Lab 4: Linear and Binary Search

Given a list containing a list of numbers, find a number in the list using linear search and binary search algorithms.

def linear_search(myl, token):
    found = False
    for number in myl:
        if number == token:
            found = True
            break
    return found

def binary_search(myl, token):
    found = False
    # initialize markers at the edges of the list
    left  = 0
    right = len(myl)-1

    while not found and left <= right:
        mid = (right+left)//2
        midvalue = myl[mid]

        if token == midvalue:
            found = True

        if token > midvalue:
            # for e.g. token is 7 and midval is 5, then
            # shift left marker to the right of mid
            left  = mid + 1
        else:
            right = mid - 1

    return found

# Recursive Version
def binary_search_r(myl, token):
    print ("Searching for ", token, "in ", myl)
    left  = 0
    right = len(myl)-1
    mid   = (right + left)//2

    # Terminal conditions for the recursion
    if len(myl) == 0:
        return False
    if myl[mid] == token:
        return True

    # Preparing the arguments for the next recursive call
    if myl[mid] > token:
        myl = myl[:mid]
    else:
        myl = myl[mid:]
    return binary_search_r(myl, token)


# Main program starts here

if __name__ == '__main__':

    choice = input("Linear or Binary Search (l/b)? ")
    alist  = input("Enter the list of numbers ")
    token  = input("What to search for? ")

    if (choice == 'b'):
        alist = sorted(alist)
        print (binary_search(alist, token))
    else:
        print (linear_search(alist, token))

Pre-Lab Questions

1. How to calculate midpoint of a list?
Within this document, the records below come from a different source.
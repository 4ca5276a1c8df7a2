use crate::foundation::color::Rgba8;

/// Visual settings shared by the built-in renderers.
///
/// Deserializes from a partial JSON object; absent fields keep their defaults.
#[derive(Clone, Debug, PartialEq, serde::Serialize, serde::Deserialize)]
#[serde(default, rename_all = "camelCase")]
pub struct OverlayStyle {
    /// Stroke width for boxes and cross arms, in pixels.
    pub stroke_width: f64,
    /// Default detection box and tag color.
    pub detection_color: Rgba8,
    /// Text color inside detection tags.
    pub label_text_color: Rgba8,
    /// Font size for tags, captions and marker labels.
    pub font_size_px: f32,
    /// Padding around tag text.
    pub label_padding_px: f64,
    /// Caption text color.
    pub text_color: Rgba8,
    /// Backing fill drawn behind captions.
    pub text_backing: Rgba8,
    /// Distance from the top edge to the caption line box.
    pub text_offset_y_px: f64,
    /// Default cross marker color.
    pub cross_color: Rgba8,
    /// Half-length of each cross arm.
    pub cross_size_px: f64,
    /// Outline drawn around the canvas when debug borders are on.
    pub debug_border_color: Rgba8,
}

impl Default for OverlayStyle {
    fn default() -> Self {
        Self {
            stroke_width: 2.0,
            detection_color: Rgba8::rgb(0, 255, 102),
            label_text_color: Rgba8::rgb(0, 0, 0),
            font_size_px: 14.0,
            label_padding_px: 3.0,
            text_color: Rgba8::rgb(255, 255, 255),
            text_backing: Rgba8::rgba(0, 0, 0, 153),
            text_offset_y_px: 24.0,
            cross_color: Rgba8::rgb(255, 51, 102),
            cross_size_px: 12.0,
            debug_border_color: Rgba8::rgb(255, 0, 255),
        }
    }
}

impl OverlayStyle {
    /// Defaults overridden by `ALERTLENS_STROKE_WIDTH`, `ALERTLENS_FONT_SIZE` and
    /// `ALERTLENS_TEXT_OFFSET_Y` when set to positive numbers.
    pub fn from_env() -> Self {
        fn positive<T: std::str::FromStr + PartialOrd + Default>(key: &str) -> Option<T> {
            std::env::var(key)
                .ok()
                .and_then(|v| v.trim().parse::<T>().ok())
                .filter(|v| *v > T::default())
        }

        let mut out = Self::default();
        if let Some(w) = positive::<f64>("ALERTLENS_STROKE_WIDTH") {
            out.stroke_width = w;
        }
        if let Some(s) = positive::<f32>("ALERTLENS_FONT_SIZE") {
            out.font_size_px = s;
        }
        if let Some(y) = positive::<f64>("ALERTLENS_TEXT_OFFSET_Y") {
            out.text_offset_y_px = y;
        }
        out
    }

    /// Return the style with a different stroke width.
    pub fn with_stroke_width(mut self, width: f64) -> Self {
        self.stroke_width = width;
        self
    }

    /// Return the style with a different font size.
    pub fn with_font_size(mut self, size_px: f32) -> Self {
        self.font_size_px = size_px;
        self
    }
}

#[cfg(test)]
#[path = "../../tests/unit/render/style.rs"]
mod tests;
Which operator is most relevant?

2. Both Linear search and Binary search expect that the input list to be always sorted. If the list is not sorted, both algorithms will not work. True or False? Explain.

Post-Lab Questions

1. If the list has 10,000 unsorted positive integers and the number you are searching for is between 1 and 10, which search algorithm will you choose? Binary or Linear? Why?

2. The bisection algorithm (available in the Python standard library as the bisect module is useful for many applications). Use it to code up the Student Grading challenge available at http://j.mp/gradeCD. First read the instructions file for problem statement.

Bonus

The code for binary search recursive is as follows:

The test image looks like this:

The binary search test output looks like this:

As per the test output, there are four calls made to the binary_search_recursive function before the result is arrived at. What change(s) must be made to the code to reduce the number of calls to three?

Related Material

• Binary search Visualization - http://j.mp/binarySearch

  • Simply the very best - comparative, silent and quite effective all the same!

• For visualizer debugging - https://goo.gl/aKE2ow

• Online execution - https://goo.gl/Z6z33B

• For Linear Search

  • https://thecodeaddict.wordpress.com/tag/sentinel-search/

  • https://www.hackerearth.com/practice/notes/sentinel-linear-search/

Test First Teaching Binary Search

Refer to cyberdojo-exercises repo for actual tested code and test cases

• Use Slice to teach Binary Search, and use Binary Search as use-case for Slicing

• The code is very simple and elegant to teach and understand

def binary_search(alist, token):
    '''uses slicing instead of left and right markers
    easier to explain, easier to understand by beginners
    '''
    while alist:
        mid = len(alist) // 2
        midvalue = alist[mid]

        if token is midvalue:
            return True
        if token < midvalue:
            # for e.g. token is 3, and midvalue is 5
            # throw/slice away the upper half
            alist = alist[:mid]
        else:
            # if token is 7, and midvalue is 5
            # throw/slice away the lower half
            alist = alist[mid + 1:]

    return False

Version 2

• Presenting a non-slice version of the Binary search then become as the the next logical step

def binary_search(alist, token):
    left = 0
    right = len(alist)

    while left < right:
        mid = (left + right) // 2
        midvalue = alist[mid]
        #print(f'\nmid:{mid}, midvalue:{midvalue}')
        if token is midvalue:
            return mid

        if token < midvalue:
            # move right marker to left of mid
            right = mid
        else:
            # move left marker to right of mid
            left = mid+1

    return -1